**Work to complete**
A complete, word-for-word restatement of the entries is needed.

(Collected data entries)
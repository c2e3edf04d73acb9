//! Interaction controller: raw window input → widget and lifecycle commands.
//!
//! ## Pipeline (runs in order every `Update` frame)
//!
//! 1. [`capture_input_system`]: translates Bevy [`WindowEvent`] messages, in
//!    arrival order, into the closed [`InputEvent`] set and queues them.
//! 2. [`apply_input_system`]: drains the queue through [`Controls::handle`].
//!
//! The queue is the **input abstraction layer**: tests push `InputEvent`s
//! directly and never need a window.
//!
//! ## Pointer state machine
//!
//! | State               | Event                        | Next                 |
//! |---------------------|------------------------------|----------------------|
//! | none dragging       | down on handle, editable     | dragging that slider |
//! | none dragging       | down on handle, Running      | none dragging        |
//! | dragging            | move                         | value follows x (not while Running) |
//! | any                 | up                           | none dragging        |
//!
//! Checkboxes toggle on pointer-down independently of the slider logic and of
//! the simulation phase.

use crate::config::VisualizerConfig;
use crate::lifecycle::Simulation;
use crate::physics::LaunchParameters;
use crate::widgets::{Checkbox, CheckboxId, Slider, SliderId};
use bevy::input::keyboard::KeyboardInput;
use bevy::input::mouse::MouseButtonInput;
use bevy::input::ButtonState;
use bevy::prelude::*;
use bevy::window::WindowEvent;

// ── Input events ──────────────────────────────────────────────────────────────

/// Keys with a bound command.
#[derive(Debug, Clone, Copy, PartialEq, Eq)]
pub enum CommandKey {
    /// Launch.
    Space,
    /// Reset.
    R,
}

/// Every input the controller reacts to.  Positions are screen pixels.
#[derive(Debug, Clone, Copy, PartialEq)]
pub enum InputEvent {
    PointerDown(Vec2),
    PointerMove(Vec2),
    PointerUp,
    KeyDown(CommandKey),
}

/// Input translated this frame, waiting to be applied in arrival order.
#[derive(Resource, Debug, Default)]
pub struct InputQueue(pub Vec<InputEvent>);

/// Last known cursor position; mouse-button messages carry no position.
#[derive(Resource, Debug, Default, Clone, Copy)]
pub struct CursorTracker(pub Option<Vec2>);

/// Map one window message to an [`InputEvent`].
///
/// Only the left mouse button, Space and R are bound; key auto-repeat is
/// ignored.  A button press before the first cursor movement is dropped.
pub fn translate_window_event(
    event: &WindowEvent,
    cursor: &mut CursorTracker,
) -> Option<InputEvent> {
    match event {
        WindowEvent::CursorMoved(moved) => {
            cursor.0 = Some(moved.position);
            Some(InputEvent::PointerMove(moved.position))
        }
        WindowEvent::MouseButtonInput(MouseButtonInput { button, state, .. })
            if *button == MouseButton::Left =>
        {
            match state {
                ButtonState::Pressed => cursor.0.map(InputEvent::PointerDown),
                ButtonState::Released => Some(InputEvent::PointerUp),
            }
        }
        WindowEvent::KeyboardInput(KeyboardInput {
            key_code,
            state: ButtonState::Pressed,
            repeat: false,
            ..
        }) => match key_code {
            KeyCode::Space => Some(InputEvent::KeyDown(CommandKey::Space)),
            KeyCode::KeyR => Some(InputEvent::KeyDown(CommandKey::R)),
            _ => None,
        },
        _ => None,
    }
}

// ── Controls ──────────────────────────────────────────────────────────────────

/// Widget state and the editable launch parameters.
#[derive(Resource, Debug, Clone)]
pub struct Controls {
    /// Live parameters bound to the sliders.
    pub params: LaunchParameters,
    /// In hit-testing order.
    pub sliders: Vec<Slider>,
    pub checkboxes: Vec<Checkbox>,
    /// The slider being dragged, if any.  At most one at a time.
    pub dragging: Option<SliderId>,
    pub hit_tolerance: f32,
}

impl Controls {
    pub fn from_config(config: &VisualizerConfig) -> Self {
        Self {
            params: LaunchParameters::from_config(config),
            sliders: SliderId::ALL
                .iter()
                .map(|&id| Slider::from_config(id, config))
                .collect(),
            checkboxes: CheckboxId::ALL
                .iter()
                .map(|&id| Checkbox::from_config(id, config))
                .collect(),
            dragging: None,
            hit_tolerance: config.hit_tolerance,
        }
    }

    pub fn slider(&self, id: SliderId) -> Option<&Slider> {
        self.sliders.iter().find(|s| s.id == id)
    }

    pub fn checkbox(&self, id: CheckboxId) -> Option<&Checkbox> {
        self.checkboxes.iter().find(|c| c.id == id)
    }

    /// Whether the overlay checkbox `id` is ticked.
    pub fn is_enabled(&self, id: CheckboxId) -> bool {
        self.checkbox(id).is_some_and(|c| c.enabled)
    }

    /// Apply one input event at real time `now`.
    pub fn handle(&mut self, event: InputEvent, sim: &mut Simulation, now: f64) {
        match event {
            InputEvent::PointerDown(pos) => {
                self.pointer_down(pos, sim.parameters_editable());
                for checkbox in self.checkboxes.iter_mut() {
                    checkbox.toggle_if_hit(pos);
                }
            }
            InputEvent::PointerMove(pos) => {
                if sim.parameters_editable() {
                    self.drag_to(pos.x);
                }
            }
            InputEvent::PointerUp => {
                self.dragging = None;
            }
            InputEvent::KeyDown(CommandKey::Space) => {
                sim.launch(self.params, now);
            }
            InputEvent::KeyDown(CommandKey::R) => {
                sim.reset();
            }
        }
    }

    /// Start dragging the first slider whose handle is under `pos`.
    fn pointer_down(&mut self, pos: Vec2, editable: bool) {
        if !editable {
            return;
        }
        let hit = self
            .sliders
            .iter()
            .find(|s| s.hits_handle(s.id.get(&self.params), pos, self.hit_tolerance))
            .map(|s| s.id);
        if hit.is_some() {
            self.dragging = hit;
        }
    }

    fn drag_to(&mut self, x: f32) {
        let Some(id) = self.dragging else {
            return;
        };
        if let Some(slider) = self.sliders.iter().find(|s| s.id == id) {
            let value = slider.value_at(x);
            id.set(&mut self.params, value);
        }
    }
}

// ── Systems ───────────────────────────────────────────────────────────────────

/// Translate this frame's window messages into the [`InputQueue`].
pub fn capture_input_system(
    mut events: MessageReader<WindowEvent>,
    mut cursor: ResMut<CursorTracker>,
    mut queue: ResMut<InputQueue>,
) {
    for event in events.read() {
        if let Some(input) = translate_window_event(event, &mut cursor) {
            queue.0.push(input);
        }
    }
}

/// Apply every queued input in arrival order.
pub fn apply_input_system(
    mut queue: ResMut<InputQueue>,
    mut controls: ResMut<Controls>,
    mut sim: ResMut<Simulation>,
    time: Res<Time<Real>>,
) {
    if queue.0.is_empty() {
        return;
    }
    let now = time.elapsed_secs_f64();
    for event in queue.0.drain(..) {
        controls.handle(event, &mut sim, now);
    }
}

**Exercise output**
repository c2e3edf04d73acb9
//! Interaction controller: raw window input → widget and lifecycle commands.
//!
//! ## Pipeline (runs in order every `Update` frame)
//!
//! 1. [`capture_input_system`]: translates Bevy [`WindowEvent`] messages, in
//!    arrival order, into the closed [`InputEvent`] set and queues them.
//! 2. [`apply_input_system`]: drains the queue through [`Controls::handle`].
//!
//! The queue is the **input abstraction layer**: tests push `InputEvent`s
//! directly and never need a window.
//!
//! ## Pointer state machine
//!
//! | State               | Event                        | Next                 |
//! |---------------------|------------------------------|----------------------|
//! | none dragging       | down on handle, editable     | dragging that slider |
//! | none dragging       | down on handle, Running      | none dragging        |
//! | dragging            | move                         | value follows x (not while Running) |
//! | any                 | up                           | none dragging        |
//!
//! Checkboxes toggle on pointer-down independently of the slider logic and of
//! the simulation phase.

use crate::config::VisualizerConfig;
use crate::lifecycle::Simulation;
use crate::physics::LaunchParameters;
use crate::widgets::{Checkbox, CheckboxId, Slider, SliderId};
use bevy::input::keyboard::KeyboardInput;
use bevy::input::mouse::MouseButtonInput;
use bevy::input::ButtonState;
use bevy::prelude::*;
use bevy::window::WindowEvent;

// ── Input events ──────────────────────────────────────────────────────────────

/// Keys with a bound command.
#[derive(Debug, Clone, Copy, PartialEq, Eq)]
pub enum CommandKey {
    /// Launch.
    Space,
    /// Reset.
    R,
}

/// Every input the controller reacts to.  Positions are screen pixels.
#[derive(Debug, Clone, Copy, PartialEq)]
pub enum InputEvent {
    PointerDown(Vec2),
    PointerMove(Vec2),
    PointerUp,
    KeyDown(CommandKey),
}

/// Input translated this frame, waiting to be applied in arrival order.
#[derive(Resource, Debug, Default)]
pub struct InputQueue(pub Vec<InputEvent>);

/// Last known cursor position; mouse-button messages carry no position.
#[derive(Resource, Debug, Default, Clone, Copy)]
pub struct CursorTracker(pub Option<Vec2>);

/// Map one window message to an [`InputEvent`].
///
/// Only the left mouse button, Space and R are bound; key auto-repeat is
/// ignored.  A button press before the first cursor movement is dropped.
pub fn translate_window_event(
    event: &WindowEvent,
    cursor: &mut CursorTracker,
) -> Option<InputEvent> {
    match event {
        WindowEvent::CursorMoved(moved) => {
            cursor.0 = Some(moved.position);
            Some(InputEvent::PointerMove(moved.position))
        }
        WindowEvent::MouseButtonInput(MouseButtonInput { button, state, .. })
            if *button == MouseButton::Left =>
        {
            match state {
                ButtonState::Pressed => cursor.0.map(InputEvent::PointerDown),
                ButtonState::Released => Some(InputEvent::PointerUp),
            }
        }
        WindowEvent::KeyboardInput(KeyboardInput {
            key_code,
            state: ButtonState::Pressed,
            repeat: false,
            ..
        }) => match key_code {
            KeyCode::Space => Some(InputEvent::KeyDown(CommandKey::Space)),
            KeyCode::KeyR => Some(InputEvent::KeyDown(CommandKey::R)),
            _ => None,
        },
        _ => None,
    }
}

// ── Controls ──────────────────────────────────────────────────────────────────

/// Widget state and the editable launch parameters.
#[derive(Resource, Debug, Clone)]
pub struct Controls {
    /// Live parameters bound to the sliders.
    pub params: LaunchParameters,
    /// In hit-testing order.
    pub sliders: Vec<Slider>,
    pub checkboxes: Vec<Checkbox>,
    /// The slider being dragged, if any.  At most one at a time.
    pub dragging: Option<SliderId>,
    pub hit_tolerance: f32,
}

impl Controls {
    pub fn from_config(config: &VisualizerConfig) -> Self {
        Self {
            params: LaunchParameters::from_config(config),
            sliders: SliderId::ALL
                .iter()
                .map(|&id| Slider::from_config(id, config))
                .collect(),
            checkboxes: CheckboxId::ALL
                .iter()
                .map(|&id| Checkbox::from_config(id, config))
                .collect(),
            dragging: None,
            hit_tolerance: config.hit_tolerance,
        }
    }

    pub fn slider(&self, id: SliderId) -> Option<&Slider> {
        self.sliders.iter().find(|s| s.id == id)
    }

    pub fn checkbox(&self, id: CheckboxId) -> Option<&Checkbox> {
        self.checkboxes.iter().find(|c| c.id == id)
    }

    /// Whether the overlay checkbox `id` is ticked.
    pub fn is_enabled(&self, id: CheckboxId) -> bool {
        self.checkbox(id).is_some_and(|c| c.enabled)
    }

    /// Apply one input event at real time `now`.
    pub fn handle(&mut self, event: InputEvent, sim: &mut Simulation, now: f64) {
        match event {
            InputEvent::PointerDown(pos) => {
                self.pointer_down(pos, sim.parameters_editable());
                for checkbox in self.checkboxes.iter_mut() {
                    checkbox.toggle_if_hit(pos);
                }
            }
            InputEvent::PointerMove(pos) => {
                if sim.parameters_editable() {
                    self.drag_to(pos.x);
                }
            }
            InputEvent::PointerUp => {
                self.dragging = None;
            }
            InputEvent::KeyDown(CommandKey::Space) => {
                sim.launch(self.params, now);
            }
            InputEvent::KeyDown(CommandKey::R) => {
                sim.reset();
            }
        }
    }

    /// Start dragging the first slider whose handle is under `pos`.
    fn pointer_down(&mut self, pos: Vec2, editable: bool) {
        if !editable {
            return;
        }
        let hit = self
            .sliders
            .iter()
            .find(|s| s.hits_handle(s.id.get(&self.params), pos, self.hit_tolerance))
            .map(|s| s.id);
        if hit.is_some() {
            self.dragging = hit;
        }
    }

    fn drag_to(&mut self, x: f32) {
        let Some(id) = self.dragging else {
            return;
        };
        if let Some(slider) = self.sliders.iter().find(|s| s.id == id) {
            let value = slider.value_at(x);
            id.set(&mut self.params, value);
        }
    }
}

// ── Systems ───────────────────────────────────────────────────────────────────

/// Translate this frame's window messages into the [`InputQueue`].
pub fn capture_input_system(
    mut events: MessageReader<WindowEvent>,
    mut cursor: ResMut<CursorTracker>,
    mut queue: ResMut<InputQueue>,
) {
    for event in events.read() {
        if let Some(input) = translate_window_event(event, &mut cursor) {
            queue.0.push(input);
        }
    }
}

/// Apply every queued input in arrival order.
pub fn apply_input_system(
    mut queue: ResMut<InputQueue>,
    mut controls: ResMut<Controls>,
    mut sim: ResMut<Simulation>,
    time: Res<Time<Real>>,
) {
    if queue.0.is_empty() {
        return;
    }
    let now = time.elapsed_secs_f64();
    for event in queue.0.drain(..) {
        controls.handle(event, &mut sim, now);
    }
}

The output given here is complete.